=== Goal of the exercise ===
How many lines in the records below hold the string "shelf"? Please answer with the number and nothing more.

=== Input records ===
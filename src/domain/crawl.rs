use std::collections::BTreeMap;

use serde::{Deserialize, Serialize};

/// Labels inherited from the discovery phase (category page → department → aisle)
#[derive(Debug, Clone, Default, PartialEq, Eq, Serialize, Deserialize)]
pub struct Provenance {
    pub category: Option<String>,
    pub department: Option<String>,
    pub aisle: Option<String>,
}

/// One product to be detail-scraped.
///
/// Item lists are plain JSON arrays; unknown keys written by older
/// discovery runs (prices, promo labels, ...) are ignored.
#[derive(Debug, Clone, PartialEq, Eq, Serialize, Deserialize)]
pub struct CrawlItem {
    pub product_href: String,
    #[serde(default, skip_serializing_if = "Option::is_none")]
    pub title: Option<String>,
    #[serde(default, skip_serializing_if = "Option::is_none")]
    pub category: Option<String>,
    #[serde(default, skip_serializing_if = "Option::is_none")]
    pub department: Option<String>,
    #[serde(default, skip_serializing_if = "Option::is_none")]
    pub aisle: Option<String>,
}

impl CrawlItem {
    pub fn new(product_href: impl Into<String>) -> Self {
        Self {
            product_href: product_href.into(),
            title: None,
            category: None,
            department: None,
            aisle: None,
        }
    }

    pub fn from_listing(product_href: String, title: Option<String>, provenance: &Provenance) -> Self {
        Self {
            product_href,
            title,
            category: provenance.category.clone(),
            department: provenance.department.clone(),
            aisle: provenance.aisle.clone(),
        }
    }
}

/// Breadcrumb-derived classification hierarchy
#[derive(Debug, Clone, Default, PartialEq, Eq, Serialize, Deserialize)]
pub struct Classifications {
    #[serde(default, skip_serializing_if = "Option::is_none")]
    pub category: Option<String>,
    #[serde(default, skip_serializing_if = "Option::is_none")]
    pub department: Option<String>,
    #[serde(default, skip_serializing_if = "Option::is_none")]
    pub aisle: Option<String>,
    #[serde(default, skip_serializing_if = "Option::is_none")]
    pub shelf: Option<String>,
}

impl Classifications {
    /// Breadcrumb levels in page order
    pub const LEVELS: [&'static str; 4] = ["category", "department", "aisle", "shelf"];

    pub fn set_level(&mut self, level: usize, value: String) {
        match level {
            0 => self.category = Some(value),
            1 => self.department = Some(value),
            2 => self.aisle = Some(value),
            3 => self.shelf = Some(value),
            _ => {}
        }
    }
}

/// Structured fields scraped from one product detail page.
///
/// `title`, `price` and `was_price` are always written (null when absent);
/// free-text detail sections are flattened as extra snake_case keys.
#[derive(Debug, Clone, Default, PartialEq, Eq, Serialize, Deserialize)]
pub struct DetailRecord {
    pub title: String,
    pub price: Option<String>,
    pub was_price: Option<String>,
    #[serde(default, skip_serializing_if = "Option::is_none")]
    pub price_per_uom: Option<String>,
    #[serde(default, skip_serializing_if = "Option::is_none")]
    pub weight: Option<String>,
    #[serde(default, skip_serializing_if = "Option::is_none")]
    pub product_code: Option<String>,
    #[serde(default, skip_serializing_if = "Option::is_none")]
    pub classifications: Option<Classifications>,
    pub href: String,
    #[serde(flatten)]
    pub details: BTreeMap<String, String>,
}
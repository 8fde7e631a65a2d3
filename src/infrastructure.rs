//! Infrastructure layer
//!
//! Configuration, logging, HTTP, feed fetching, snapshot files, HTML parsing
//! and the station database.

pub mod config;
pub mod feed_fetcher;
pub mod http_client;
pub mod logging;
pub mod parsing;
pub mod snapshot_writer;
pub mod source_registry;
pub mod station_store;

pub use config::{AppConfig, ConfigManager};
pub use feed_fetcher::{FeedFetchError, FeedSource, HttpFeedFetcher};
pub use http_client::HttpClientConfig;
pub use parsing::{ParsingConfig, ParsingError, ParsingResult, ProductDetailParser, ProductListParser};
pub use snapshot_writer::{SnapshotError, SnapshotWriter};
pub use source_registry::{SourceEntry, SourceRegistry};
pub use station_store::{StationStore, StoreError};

=== Response to this task ===
3